In risposta alle domande:

  • È successo a tre diversi siti web. Onestamente non ricordo quale, penso sia del tutto possibile che non fosse nessuno dei grandi .

  • Visitando di nuovo lo stesso sito, si apre semplicemente il sito normale.

  • L'ultima volta è successo ieri (il mio GF ha visitato qualche blog, lo aggiornerò di nuovo se si ricorda quale sito era originariamente), e questo è il risultato spazzatura a cui mi riferivo: http://play6052.try-it-now3.club/?utm_medium=oxxGrJ1EO8rl%2flkgHhDHtdaJe%2b6y3ml38Z%2b1ZX9QaLo%3d&t=main6_mcas2

  • Sono in Estonia

  • I browser e le macchine sono completamente diversi. Anche il router e gli ISP sono cambiati tra un problema e l'altro.

EDIT 2

L'originale offensivo era: link

    
posta Gleno 23.08.2018 - 16:01
fonte

2 risposte

9

Sono d'accordo con Steffen, questo sembra il malvertising come la causa più probabile, con un'opzione meno probabile di compromissione del sito visitato con reindirizzamenti incorporati.

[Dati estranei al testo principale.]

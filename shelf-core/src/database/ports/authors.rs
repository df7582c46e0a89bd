use async_trait::async_trait;
use shelf_model::{Author, AuthorId, NewAuthor};

use crate::error::Result;

#[async_trait]
pub trait AuthorRepository: Send + Sync {
    async fn create_author(&self, author: NewAuthor) -> Result<Author>;

    async fn get_author(&self, id: AuthorId) -> Result<Option<Author>>;

    /// Fetch the subset of `ids` that exist, ordered by id.
    async fn get_authors(&self, ids: &[AuthorId]) -> Result<Vec<Author>>;

    async fn list_authors(&self) -> Result<Vec<Author>>;

    async fn update_author(&self, author: &Author) -> Result<Author>;

    /// Delete an author and unlink it from every book.
    async fn delete_author(&self, id: AuthorId) -> Result<bool>;
}
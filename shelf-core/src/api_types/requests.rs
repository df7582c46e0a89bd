use chrono::NaiveDate;
use serde::Deserialize;
use shelf_model::{AuthorId, BookId, BorrowingId, CategoryId, LibraryId, MemberId};

use super::deserialize_some;

fn default_active() -> bool {
    true
}

#[derive(Debug, Clone, Deserialize)]
pub struct LibraryInput {
    pub name: String,
    pub address: String,
    pub phone: String,
    pub email: String,
}

#[derive(Debug, Clone, Default, Deserialize)]
#[serde(default)]
pub struct LibraryPatch {
    pub name: Option<String>,
    pub address: Option<String>,
    pub phone: Option<String>,
    pub email: Option<String>,
}

impl From<LibraryInput> for LibraryPatch {
    fn from(input: LibraryInput) -> Self {
        Self {
            name: Some(input.name),
            address: Some(input.address),
            phone: Some(input.phone),
            email: Some(input.email),
        }
    }
}

#[derive(Debug, Clone, Deserialize)]
pub struct AuthorInput {
    pub name: String,
    #[serde(default)]
    pub bio: String,
    #[serde(default)]
    pub birth_date: Option<NaiveDate>,
}

#[derive(Debug, Clone, Default, Deserialize)]
pub struct AuthorPatch {
    #[serde(default)]
    pub name: Option<String>,
    #[serde(default)]
    pub bio: Option<String>,
    /// `Some(None)` clears the birth date.
    #[serde(default, deserialize_with = "deserialize_some")]
    pub birth_date: Option<Option<NaiveDate>>,
}

impl From<AuthorInput> for AuthorPatch {
    fn from(input: AuthorInput) -> Self {
        Self {
            name: Some(input.name),
            bio: Some(input.bio),
            birth_date: Some(input.birth_date),
        }
    }
}

#[derive(Debug, Clone, Deserialize)]
pub struct CategoryInput {
    pub name: String,
    #[serde(default)]
    pub description: String,
}

#[derive(Debug, Clone, Default, Deserialize)]
#[serde(default)]
pub struct CategoryPatch {
    pub name: Option<String>,
    pub description: Option<String>,
}

impl From<CategoryInput> for CategoryPatch {
    fn from(input: CategoryInput) -> Self {
        Self {
            name: Some(input.name),
            description: Some(input.description),
        }
    }
}

#[derive(Debug, Clone, Deserialize)]
pub struct BookInput {
    pub title: String,
    pub isbn: String,
    #[serde(alias = "library_id")]
    pub library: LibraryId,
    #[serde(default)]
    pub author_ids: Vec<AuthorId>,
    #[serde(default)]
    pub category_ids: Vec<CategoryId>,
    pub publication_date: NaiveDate,
    pub publisher: String,
    pub total_copies: i32,
    pub available_copies: i32,
    #[serde(default)]
    pub description: String,
}

#[derive(Debug, Clone, Default, Deserialize)]
#[serde(default)]
pub struct BookPatch {
    pub title: Option<String>,
    pub isbn: Option<String>,
    #[serde(alias = "library_id")]
    pub library: Option<LibraryId>,
    pub author_ids: Option<Vec<AuthorId>>,
    pub category_ids: Option<Vec<CategoryId>>,
    pub publication_date: Option<NaiveDate>,
    pub publisher: Option<String>,
    pub total_copies: Option<i32>,
    pub available_copies: Option<i32>,
    pub description: Option<String>,
}

impl From<BookInput> for BookPatch {
    fn from(input: BookInput) -> Self {
        Self {
            title: Some(input.title),
            isbn: Some(input.isbn),
            library: Some(input.library),
            author_ids: Some(input.author_ids),
            category_ids: Some(input.category_ids),
            publication_date: Some(input.publication_date),
            publisher: Some(input.publisher),
            total_copies: Some(input.total_copies),
            available_copies: Some(input.available_copies),
            description: Some(input.description),
        }
    }
}

#[derive(Debug, Clone, Deserialize)]
pub struct MemberInput {
    pub name: String,
    pub email: String,
    pub phone: String,
    pub address: String,
    #[serde(alias = "library_id")]
    pub library: LibraryId,
    #[serde(default = "default_active")]
    pub is_active: bool,
}

#[derive(Debug, Clone, Default, Deserialize)]
#[serde(default)]
pub struct MemberPatch {
    pub name: Option<String>,
    pub email: Option<String>,
    pub phone: Option<String>,
    pub address: Option<String>,
    #[serde(alias = "library_id")]
    pub library: Option<LibraryId>,
    pub is_active: Option<bool>,
}

impl From<MemberInput> for MemberPatch {
    fn from(input: MemberInput) -> Self {
        Self {
            name: Some(input.name),
            email: Some(input.email),
            phone: Some(input.phone),
            address: Some(input.address),
            library: Some(input.library),
            is_active: Some(input.is_active),
        }
    }
}

/// Direct creation of a borrowing record.
#[derive(Debug, Clone, Deserialize)]
pub struct BorrowingInput {
    #[serde(alias = "book_id")]
    pub book: BookId,
    #[serde(alias = "member_id")]
    pub member: MemberId,
    pub due_date: NaiveDate,
    #[serde(default)]
    pub return_date: Option<NaiveDate>,
    #[serde(default)]
    pub is_returned: bool,
}

/// Full update of a borrowing. Only the due date is mutable; other fields
/// in the body are ignored.
#[derive(Debug, Clone, Deserialize)]
pub struct BorrowingUpdate {
    pub due_date: NaiveDate,
}

#[derive(Debug, Clone, Default, Deserialize)]
#[serde(default)]
pub struct BorrowingPatch {
    pub due_date: Option<NaiveDate>,
}

#[derive(Debug, Clone, Deserialize)]
pub struct ReviewInput {
    #[serde(alias = "book_id")]
    pub book: BookId,
    #[serde(alias = "member_id")]
    pub member: MemberId,
    pub rating: i16,
    #[serde(default)]
    pub comment: String,
}

/// Full update of a review. The (book, member) pair is fixed at creation.
#[derive(Debug, Clone, Deserialize)]
pub struct ReviewUpdate {
    pub rating: i16,
    #[serde(default)]
    pub comment: String,
}

#[derive(Debug, Clone, Default, Deserialize)]
#[serde(default)]
pub struct ReviewPatch {
    pub rating: Option<i16>,
    pub comment: Option<String>,
}

impl From<ReviewUpdate> for ReviewPatch {
    fn from(update: ReviewUpdate) -> Self {
        Self {
            rating: Some(update.rating),
            comment: Some(update.comment),
        }
    }
}

/// Body of `POST /api/books/borrow/`.
#[derive(Debug, Clone, Deserialize)]
pub struct BorrowRequest {
    pub book_id: BookId,
    pub member_id: MemberId,
    /// Loan length; the configured default applies when absent.
    #[serde(default)]
    pub days: Option<i64>,
}

/// Body of `POST /api/books/return/`.
#[derive(Debug, Clone, Deserialize)]
pub struct ReturnRequest {
    pub borrowing_id: BorrowingId,
}

#[derive(Debug, Clone, Default, Deserialize)]
pub struct SearchQuery {
    #[serde(default)]
    pub q: String,
}
use crate::chrono::NaiveDate;
use crate::ids::AuthorId;

#[derive(Debug, Clone, PartialEq, Eq)]
#[cfg_attr(feature = "serde", derive(serde::Serialize, serde::Deserialize))]
pub struct Author {
    pub id: AuthorId,
    pub name: String,
    pub bio: String,
    pub birth_date: Option<NaiveDate>,
}

#[derive(Debug, Clone, PartialEq, Eq)]
pub struct NewAuthor {
    pub name: String,
    pub bio: String,
    pub birth_date: Option<NaiveDate>,
}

L'esecuzione di ad-blocker e script-blocker è efficace contro la maggior parte del malvertising, ma può influire negativamente sulla tua esperienza di navigazione.

A volte il malvertising è mirato solo a determinati browser. Avevo un sito che visitavo regolarmente che soffriva di frequenti malvertising sulla versione mobile. Passare da Chrome a Opera ha risolto completamente il problema. Annunci ancora caricati (volevo supportare il sito) ma non i reindirizzamenti dannosi.

    
risposta data 23.08.2018 - 16:35
fonte
1

Ci sono alcuni malware là fuori che infettano i siti web, ma il codice viene attivato solo in modo casuale una frazione del tempo.

Il sito può quindi apparire del tutto normale alla maggior parte, e persino te stesso dopo una ricarica, ma mostrerà comunque le cose cattive una volta ogni tanto. Può essere visualizzato direttamente sul sito o provocare un reindirizzamento.

Se hai il controllo del sito web che hai visitato, controlla tutto il codice php per l'infezione. Di solito è abbastanza ovvio (un grosso mucchio di base64 all'inizio di molti file), a volte un po 'più difficile da trovare (potrebbe essere un singolo file php che è indirettamente incluso in altre pagine).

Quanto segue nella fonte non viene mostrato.